::: Data provided :::
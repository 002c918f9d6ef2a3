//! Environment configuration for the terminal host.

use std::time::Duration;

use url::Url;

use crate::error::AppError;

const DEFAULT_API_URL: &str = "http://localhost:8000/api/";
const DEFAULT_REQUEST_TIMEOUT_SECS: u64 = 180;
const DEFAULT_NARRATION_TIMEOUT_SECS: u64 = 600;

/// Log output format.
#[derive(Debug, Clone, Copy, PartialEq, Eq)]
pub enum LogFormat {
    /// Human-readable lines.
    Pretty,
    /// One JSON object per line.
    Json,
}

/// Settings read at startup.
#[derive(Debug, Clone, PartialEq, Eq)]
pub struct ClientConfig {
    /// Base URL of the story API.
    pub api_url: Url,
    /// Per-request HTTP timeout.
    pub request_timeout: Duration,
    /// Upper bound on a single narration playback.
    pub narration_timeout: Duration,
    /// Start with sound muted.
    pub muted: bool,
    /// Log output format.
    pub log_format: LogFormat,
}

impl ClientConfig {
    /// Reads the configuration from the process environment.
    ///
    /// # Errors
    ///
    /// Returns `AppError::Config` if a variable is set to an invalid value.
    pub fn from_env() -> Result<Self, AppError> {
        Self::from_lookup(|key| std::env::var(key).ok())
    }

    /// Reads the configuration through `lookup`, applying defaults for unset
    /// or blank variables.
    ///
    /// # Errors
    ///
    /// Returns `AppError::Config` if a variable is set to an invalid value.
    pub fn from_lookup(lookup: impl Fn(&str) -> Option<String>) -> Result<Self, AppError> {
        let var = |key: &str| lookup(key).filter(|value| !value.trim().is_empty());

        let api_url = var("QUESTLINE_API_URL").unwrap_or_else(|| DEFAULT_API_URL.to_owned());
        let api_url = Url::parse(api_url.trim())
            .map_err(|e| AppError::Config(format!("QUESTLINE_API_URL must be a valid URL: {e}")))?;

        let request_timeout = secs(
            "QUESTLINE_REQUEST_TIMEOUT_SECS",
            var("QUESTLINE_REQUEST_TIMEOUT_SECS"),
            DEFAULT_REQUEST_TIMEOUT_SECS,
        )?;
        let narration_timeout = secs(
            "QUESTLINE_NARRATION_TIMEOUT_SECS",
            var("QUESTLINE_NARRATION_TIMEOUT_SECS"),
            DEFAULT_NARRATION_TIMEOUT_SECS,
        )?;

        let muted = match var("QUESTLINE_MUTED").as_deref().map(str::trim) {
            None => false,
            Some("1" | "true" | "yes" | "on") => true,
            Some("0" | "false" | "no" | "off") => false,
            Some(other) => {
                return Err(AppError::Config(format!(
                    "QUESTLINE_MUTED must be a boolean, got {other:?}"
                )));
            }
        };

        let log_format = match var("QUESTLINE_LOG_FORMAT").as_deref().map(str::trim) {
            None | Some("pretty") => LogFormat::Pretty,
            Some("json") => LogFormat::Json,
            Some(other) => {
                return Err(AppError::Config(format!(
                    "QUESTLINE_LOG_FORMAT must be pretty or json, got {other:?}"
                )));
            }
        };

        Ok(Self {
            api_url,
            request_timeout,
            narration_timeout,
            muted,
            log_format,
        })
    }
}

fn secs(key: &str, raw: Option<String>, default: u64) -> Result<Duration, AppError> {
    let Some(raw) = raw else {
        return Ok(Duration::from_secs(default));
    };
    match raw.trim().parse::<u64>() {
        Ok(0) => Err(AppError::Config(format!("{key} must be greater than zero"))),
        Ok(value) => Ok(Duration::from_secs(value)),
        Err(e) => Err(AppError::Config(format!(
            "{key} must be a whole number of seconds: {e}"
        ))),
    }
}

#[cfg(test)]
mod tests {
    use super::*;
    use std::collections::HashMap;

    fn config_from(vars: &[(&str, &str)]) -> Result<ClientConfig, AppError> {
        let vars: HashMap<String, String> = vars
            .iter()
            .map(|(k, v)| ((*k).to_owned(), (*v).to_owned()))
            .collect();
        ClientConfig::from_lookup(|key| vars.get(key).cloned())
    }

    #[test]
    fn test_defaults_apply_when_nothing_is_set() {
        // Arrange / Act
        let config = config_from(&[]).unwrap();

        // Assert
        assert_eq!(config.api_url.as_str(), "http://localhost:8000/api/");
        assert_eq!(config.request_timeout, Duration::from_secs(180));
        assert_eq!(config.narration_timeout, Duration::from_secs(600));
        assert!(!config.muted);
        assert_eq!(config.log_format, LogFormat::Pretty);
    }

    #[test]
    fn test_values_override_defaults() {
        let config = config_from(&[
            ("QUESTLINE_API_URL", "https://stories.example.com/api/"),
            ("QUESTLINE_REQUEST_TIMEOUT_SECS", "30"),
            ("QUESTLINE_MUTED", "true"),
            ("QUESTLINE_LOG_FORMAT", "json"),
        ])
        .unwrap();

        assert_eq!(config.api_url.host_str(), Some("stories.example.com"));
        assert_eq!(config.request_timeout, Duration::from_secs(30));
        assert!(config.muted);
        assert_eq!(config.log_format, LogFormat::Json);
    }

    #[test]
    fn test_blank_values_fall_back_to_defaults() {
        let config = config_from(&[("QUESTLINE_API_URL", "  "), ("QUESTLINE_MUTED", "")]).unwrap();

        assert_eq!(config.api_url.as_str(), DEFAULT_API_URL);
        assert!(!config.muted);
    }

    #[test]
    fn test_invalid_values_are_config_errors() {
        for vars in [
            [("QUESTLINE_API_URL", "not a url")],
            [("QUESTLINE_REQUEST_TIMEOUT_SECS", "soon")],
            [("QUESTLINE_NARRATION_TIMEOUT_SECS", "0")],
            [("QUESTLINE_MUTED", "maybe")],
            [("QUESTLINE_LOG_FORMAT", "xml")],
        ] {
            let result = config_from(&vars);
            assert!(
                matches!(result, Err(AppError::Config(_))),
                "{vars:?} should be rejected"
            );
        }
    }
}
:::
**Exercise prompt:**
Determine how many lines in the entries above contain the word "parse", and respond with the number alone.

**Answer space:**
2